- _Task directions_
From the entries below, gather every line containing the string "enum".

- _Records supplied_

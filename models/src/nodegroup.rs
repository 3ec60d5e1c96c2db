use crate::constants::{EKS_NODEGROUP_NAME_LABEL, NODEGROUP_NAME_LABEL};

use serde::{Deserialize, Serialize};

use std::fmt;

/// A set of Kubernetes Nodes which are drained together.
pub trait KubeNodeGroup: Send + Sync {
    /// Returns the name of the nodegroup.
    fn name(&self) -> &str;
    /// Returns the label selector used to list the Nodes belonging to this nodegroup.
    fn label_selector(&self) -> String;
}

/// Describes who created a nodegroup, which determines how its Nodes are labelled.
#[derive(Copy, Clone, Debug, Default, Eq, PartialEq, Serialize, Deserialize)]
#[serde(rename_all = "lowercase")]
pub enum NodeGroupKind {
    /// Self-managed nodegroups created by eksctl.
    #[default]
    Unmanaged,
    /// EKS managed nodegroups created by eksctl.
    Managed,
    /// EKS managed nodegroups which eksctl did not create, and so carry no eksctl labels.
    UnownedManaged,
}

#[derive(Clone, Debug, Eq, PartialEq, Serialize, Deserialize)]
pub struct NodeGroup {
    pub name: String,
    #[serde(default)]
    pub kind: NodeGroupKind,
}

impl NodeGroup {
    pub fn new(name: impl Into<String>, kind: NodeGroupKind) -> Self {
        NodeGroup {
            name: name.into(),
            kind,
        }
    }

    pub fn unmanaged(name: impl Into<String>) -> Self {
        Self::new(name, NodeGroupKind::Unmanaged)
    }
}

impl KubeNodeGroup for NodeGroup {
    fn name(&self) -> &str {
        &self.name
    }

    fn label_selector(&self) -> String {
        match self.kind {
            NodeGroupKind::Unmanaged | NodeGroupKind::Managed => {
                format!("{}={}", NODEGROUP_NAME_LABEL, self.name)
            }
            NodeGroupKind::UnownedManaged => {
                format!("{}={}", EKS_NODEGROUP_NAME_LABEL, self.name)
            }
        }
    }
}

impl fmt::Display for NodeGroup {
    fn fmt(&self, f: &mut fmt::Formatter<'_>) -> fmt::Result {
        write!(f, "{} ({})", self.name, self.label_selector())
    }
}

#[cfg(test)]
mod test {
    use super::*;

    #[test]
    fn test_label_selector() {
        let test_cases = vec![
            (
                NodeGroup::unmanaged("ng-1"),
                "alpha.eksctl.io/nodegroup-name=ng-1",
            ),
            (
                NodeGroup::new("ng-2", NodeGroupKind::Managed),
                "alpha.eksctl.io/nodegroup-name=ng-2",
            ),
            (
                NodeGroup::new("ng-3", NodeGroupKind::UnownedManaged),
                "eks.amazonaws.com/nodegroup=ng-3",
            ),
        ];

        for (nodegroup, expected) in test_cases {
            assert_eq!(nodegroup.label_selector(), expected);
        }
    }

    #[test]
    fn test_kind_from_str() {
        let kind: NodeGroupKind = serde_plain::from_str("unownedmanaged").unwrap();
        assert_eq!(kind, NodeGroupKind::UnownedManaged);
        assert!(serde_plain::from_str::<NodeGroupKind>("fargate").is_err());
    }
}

--

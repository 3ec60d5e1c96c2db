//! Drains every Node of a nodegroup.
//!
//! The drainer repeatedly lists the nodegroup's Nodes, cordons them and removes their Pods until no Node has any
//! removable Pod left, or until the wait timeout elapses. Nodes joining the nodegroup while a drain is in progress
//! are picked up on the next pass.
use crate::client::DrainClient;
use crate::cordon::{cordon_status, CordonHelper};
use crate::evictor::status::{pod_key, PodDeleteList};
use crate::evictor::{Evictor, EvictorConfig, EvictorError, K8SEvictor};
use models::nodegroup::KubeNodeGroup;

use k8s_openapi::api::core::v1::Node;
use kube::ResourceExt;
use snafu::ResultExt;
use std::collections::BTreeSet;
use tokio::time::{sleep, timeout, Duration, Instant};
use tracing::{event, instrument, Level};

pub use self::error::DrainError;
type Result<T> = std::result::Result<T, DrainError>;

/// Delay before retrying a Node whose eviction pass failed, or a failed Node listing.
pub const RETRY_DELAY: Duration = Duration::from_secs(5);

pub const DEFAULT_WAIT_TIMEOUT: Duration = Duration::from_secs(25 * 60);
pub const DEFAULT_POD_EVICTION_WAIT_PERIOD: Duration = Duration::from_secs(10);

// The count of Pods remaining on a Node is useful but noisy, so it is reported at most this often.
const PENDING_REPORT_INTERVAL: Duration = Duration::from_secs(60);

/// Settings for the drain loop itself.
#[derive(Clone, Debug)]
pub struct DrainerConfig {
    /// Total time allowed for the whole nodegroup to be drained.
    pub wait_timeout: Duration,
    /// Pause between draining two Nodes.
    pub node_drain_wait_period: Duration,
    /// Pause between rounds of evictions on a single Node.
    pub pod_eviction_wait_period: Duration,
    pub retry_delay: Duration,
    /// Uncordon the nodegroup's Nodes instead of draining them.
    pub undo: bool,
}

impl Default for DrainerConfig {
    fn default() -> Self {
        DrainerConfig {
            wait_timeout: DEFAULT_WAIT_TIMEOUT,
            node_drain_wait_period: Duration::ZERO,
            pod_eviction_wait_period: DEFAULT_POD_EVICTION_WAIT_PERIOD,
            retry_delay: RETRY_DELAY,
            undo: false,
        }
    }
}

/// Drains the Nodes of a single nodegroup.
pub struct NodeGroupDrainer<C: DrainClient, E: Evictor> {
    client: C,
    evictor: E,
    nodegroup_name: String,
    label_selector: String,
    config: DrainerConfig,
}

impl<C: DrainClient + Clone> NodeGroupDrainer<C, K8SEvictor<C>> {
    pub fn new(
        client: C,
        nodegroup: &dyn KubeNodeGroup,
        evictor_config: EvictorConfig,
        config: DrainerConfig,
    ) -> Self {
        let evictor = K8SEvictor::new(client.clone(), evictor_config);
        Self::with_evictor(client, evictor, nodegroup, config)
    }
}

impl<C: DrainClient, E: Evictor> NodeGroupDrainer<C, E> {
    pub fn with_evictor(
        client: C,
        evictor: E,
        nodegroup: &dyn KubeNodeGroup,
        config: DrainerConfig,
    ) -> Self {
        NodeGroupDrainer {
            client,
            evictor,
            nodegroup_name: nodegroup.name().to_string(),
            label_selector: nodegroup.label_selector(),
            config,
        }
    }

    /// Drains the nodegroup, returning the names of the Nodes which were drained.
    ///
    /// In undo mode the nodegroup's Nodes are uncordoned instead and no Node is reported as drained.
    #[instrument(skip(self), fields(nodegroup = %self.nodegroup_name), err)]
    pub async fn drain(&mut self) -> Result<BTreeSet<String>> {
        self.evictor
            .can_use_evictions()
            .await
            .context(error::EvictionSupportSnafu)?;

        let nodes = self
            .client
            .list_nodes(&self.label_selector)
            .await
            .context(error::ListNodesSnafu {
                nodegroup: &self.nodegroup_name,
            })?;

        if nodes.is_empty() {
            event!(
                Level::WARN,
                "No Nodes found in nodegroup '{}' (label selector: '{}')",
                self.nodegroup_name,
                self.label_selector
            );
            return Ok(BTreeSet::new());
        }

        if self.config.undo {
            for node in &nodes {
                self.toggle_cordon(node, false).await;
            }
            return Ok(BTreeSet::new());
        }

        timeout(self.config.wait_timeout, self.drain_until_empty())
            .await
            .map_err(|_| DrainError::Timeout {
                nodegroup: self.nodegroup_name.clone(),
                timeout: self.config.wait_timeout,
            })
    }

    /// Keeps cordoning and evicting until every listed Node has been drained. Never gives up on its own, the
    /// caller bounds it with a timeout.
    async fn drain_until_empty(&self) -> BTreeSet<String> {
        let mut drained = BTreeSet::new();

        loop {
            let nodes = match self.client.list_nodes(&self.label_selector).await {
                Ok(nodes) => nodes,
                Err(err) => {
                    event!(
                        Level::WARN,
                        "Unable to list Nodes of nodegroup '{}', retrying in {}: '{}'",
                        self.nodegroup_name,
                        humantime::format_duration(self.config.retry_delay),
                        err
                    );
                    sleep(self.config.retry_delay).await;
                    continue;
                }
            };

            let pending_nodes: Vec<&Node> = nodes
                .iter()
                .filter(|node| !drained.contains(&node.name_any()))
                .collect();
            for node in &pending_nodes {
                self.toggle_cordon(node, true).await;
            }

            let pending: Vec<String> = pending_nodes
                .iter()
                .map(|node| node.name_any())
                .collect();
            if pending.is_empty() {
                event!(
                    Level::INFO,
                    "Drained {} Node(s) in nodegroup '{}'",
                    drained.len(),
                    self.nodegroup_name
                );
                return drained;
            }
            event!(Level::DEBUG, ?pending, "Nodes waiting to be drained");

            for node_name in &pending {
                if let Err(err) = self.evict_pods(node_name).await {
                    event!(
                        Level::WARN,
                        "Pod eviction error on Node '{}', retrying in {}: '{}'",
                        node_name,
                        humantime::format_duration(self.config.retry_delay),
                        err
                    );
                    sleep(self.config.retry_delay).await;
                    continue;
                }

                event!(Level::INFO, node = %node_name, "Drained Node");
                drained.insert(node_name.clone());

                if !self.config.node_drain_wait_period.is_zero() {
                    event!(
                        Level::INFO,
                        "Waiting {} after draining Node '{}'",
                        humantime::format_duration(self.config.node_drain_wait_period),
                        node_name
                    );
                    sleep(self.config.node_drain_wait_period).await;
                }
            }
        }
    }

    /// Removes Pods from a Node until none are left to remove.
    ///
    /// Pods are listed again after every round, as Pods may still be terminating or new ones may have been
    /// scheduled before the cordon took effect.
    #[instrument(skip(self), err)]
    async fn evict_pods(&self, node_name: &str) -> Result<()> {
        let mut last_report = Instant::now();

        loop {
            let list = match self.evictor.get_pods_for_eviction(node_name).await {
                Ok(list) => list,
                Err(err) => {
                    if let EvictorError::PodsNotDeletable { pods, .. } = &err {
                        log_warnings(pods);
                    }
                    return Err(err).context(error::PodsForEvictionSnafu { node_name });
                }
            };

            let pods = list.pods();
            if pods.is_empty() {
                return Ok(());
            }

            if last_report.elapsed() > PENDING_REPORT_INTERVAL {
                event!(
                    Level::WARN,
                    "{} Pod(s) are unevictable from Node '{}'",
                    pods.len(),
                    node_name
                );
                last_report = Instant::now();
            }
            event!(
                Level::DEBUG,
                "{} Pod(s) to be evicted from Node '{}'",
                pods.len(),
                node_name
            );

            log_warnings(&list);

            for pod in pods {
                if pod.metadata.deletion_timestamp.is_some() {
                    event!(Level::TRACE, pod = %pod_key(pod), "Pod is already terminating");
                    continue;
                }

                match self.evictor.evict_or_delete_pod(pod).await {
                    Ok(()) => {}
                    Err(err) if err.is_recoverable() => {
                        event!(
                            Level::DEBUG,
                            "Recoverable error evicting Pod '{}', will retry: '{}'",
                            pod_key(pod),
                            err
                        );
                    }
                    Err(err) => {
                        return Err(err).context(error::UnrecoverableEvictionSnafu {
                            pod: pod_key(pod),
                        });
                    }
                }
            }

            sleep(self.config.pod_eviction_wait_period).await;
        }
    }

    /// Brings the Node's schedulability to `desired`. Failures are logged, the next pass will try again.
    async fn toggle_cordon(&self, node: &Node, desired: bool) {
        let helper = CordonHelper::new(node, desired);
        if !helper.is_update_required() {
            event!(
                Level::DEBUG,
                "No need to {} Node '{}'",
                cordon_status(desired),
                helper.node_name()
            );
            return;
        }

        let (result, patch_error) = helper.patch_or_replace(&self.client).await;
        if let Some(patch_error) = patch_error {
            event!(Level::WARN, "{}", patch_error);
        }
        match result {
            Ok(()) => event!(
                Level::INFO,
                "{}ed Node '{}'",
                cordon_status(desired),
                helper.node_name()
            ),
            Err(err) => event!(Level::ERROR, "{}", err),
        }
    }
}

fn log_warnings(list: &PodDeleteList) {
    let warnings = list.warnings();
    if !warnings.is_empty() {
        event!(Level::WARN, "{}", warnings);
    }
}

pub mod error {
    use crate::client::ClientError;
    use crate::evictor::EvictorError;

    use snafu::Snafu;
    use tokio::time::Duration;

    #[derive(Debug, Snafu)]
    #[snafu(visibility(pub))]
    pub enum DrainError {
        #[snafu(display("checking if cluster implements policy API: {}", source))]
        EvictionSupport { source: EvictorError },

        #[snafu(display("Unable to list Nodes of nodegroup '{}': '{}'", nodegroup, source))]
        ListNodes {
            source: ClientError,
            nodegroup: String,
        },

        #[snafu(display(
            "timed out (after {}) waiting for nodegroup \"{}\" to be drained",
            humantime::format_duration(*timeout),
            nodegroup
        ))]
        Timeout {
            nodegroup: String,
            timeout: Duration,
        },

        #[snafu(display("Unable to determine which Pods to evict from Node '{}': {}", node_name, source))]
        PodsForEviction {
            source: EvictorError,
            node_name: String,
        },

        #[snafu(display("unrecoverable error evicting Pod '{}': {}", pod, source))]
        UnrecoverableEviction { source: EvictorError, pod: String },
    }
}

- _Answer to this problem_
pub enum NodeGroupKind {
    pub enum DrainError {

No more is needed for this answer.